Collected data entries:
━━━━━━━━━━━━━━━━━━━━━━━━━━━━━━
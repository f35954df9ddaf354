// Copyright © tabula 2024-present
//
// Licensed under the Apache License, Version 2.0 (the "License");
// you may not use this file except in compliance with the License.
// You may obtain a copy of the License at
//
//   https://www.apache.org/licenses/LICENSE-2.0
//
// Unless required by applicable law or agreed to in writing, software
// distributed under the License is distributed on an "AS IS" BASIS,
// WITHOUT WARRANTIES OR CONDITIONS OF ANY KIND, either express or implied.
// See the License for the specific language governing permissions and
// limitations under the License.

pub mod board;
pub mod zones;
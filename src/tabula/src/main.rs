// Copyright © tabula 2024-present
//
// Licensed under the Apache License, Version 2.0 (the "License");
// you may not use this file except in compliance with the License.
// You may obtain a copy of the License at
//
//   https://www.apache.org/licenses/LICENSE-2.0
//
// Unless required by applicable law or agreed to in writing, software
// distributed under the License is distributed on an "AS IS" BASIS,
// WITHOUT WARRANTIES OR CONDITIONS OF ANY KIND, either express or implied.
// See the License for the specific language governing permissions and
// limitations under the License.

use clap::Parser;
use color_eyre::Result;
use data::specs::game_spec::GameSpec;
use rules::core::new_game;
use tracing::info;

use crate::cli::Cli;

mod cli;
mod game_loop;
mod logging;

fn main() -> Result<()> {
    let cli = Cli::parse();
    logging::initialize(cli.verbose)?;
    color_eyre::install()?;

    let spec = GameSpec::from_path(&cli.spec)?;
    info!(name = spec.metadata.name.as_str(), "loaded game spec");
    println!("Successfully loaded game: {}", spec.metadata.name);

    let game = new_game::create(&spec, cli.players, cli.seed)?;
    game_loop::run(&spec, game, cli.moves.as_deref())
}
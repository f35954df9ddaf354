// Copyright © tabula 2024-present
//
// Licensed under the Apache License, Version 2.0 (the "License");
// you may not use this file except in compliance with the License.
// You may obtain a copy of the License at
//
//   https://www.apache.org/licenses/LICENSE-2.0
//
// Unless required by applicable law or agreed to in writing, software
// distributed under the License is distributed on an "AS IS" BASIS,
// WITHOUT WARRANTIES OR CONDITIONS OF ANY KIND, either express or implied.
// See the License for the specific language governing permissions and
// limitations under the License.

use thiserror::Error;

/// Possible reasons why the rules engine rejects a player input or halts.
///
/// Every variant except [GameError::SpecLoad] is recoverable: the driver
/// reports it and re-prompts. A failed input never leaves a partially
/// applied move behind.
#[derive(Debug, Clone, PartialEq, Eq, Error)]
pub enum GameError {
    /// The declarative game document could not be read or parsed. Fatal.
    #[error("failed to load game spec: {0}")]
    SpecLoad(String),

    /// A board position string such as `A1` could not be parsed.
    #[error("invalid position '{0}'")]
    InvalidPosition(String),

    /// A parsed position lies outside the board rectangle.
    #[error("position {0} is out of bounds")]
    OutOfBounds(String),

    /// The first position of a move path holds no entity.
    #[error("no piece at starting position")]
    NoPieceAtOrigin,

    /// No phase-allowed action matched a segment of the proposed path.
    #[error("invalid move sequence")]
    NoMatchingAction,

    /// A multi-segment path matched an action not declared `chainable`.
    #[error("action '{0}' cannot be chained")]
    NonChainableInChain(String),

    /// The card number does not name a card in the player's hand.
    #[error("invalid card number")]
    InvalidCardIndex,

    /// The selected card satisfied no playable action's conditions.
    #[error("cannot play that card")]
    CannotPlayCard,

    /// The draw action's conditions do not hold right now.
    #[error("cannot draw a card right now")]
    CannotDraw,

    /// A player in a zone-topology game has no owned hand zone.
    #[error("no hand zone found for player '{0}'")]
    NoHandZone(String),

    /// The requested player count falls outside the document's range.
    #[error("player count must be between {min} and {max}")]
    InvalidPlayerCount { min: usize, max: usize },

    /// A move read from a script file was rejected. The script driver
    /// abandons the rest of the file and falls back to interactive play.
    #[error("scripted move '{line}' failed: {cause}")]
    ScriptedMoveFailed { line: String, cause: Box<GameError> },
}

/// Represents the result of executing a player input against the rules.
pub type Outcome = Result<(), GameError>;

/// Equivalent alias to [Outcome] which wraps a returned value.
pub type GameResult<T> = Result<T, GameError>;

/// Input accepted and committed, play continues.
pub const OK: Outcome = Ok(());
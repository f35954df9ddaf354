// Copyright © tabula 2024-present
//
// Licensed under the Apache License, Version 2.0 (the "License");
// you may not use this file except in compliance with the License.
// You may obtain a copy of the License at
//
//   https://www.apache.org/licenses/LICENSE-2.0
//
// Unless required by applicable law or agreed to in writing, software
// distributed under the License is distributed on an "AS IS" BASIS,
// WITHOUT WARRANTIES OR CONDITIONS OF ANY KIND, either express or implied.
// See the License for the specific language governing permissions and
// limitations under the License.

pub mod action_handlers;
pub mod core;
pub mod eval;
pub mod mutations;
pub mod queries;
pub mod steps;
━━━━━━━━━━━━━━━━━━━━━━━━━━━━━━
* [WORK REQUIRED]: Quote the records above exactly, from the first line through the line containing "use color_eyre::Result;", and nothing more.

* [SOLVED EXERCISE]:
repository f35954df9ddaf354
// Copyright © tabula 2024-present
//
// Licensed under the Apache License, Version 2.0 (the "License");
// you may not use this file except in compliance with the License.
// You may obtain a copy of the License at
//
//   https://www.apache.org/licenses/LICENSE-2.0
//
// Unless required by applicable law or agreed to in writing, software
// distributed under the License is distributed on an "AS IS" BASIS,
// WITHOUT WARRANTIES OR CONDITIONS OF ANY KIND, either express or implied.
// See the License for the specific language governing permissions and
// limitations under the License.

pub mod board;
pub mod zones;
filename src/tabula/src/main.rs
// Copyright © tabula 2024-present
//
// Licensed under the Apache License, Version 2.0 (the "License");
// you may not use this file except in compliance with the License.
// You may obtain a copy of the License at
//
//   https://www.apache.org/licenses/LICENSE-2.0
//
// Unless required by applicable law or agreed to in writing, software
// distributed under the License is distributed on an "AS IS" BASIS,
// WITHOUT WARRANTIES OR CONDITIONS OF ANY KIND, either express or implied.
// See the License for the specific language governing permissions and
// limitations under the License.

use clap::Parser;
use color_eyre::Result;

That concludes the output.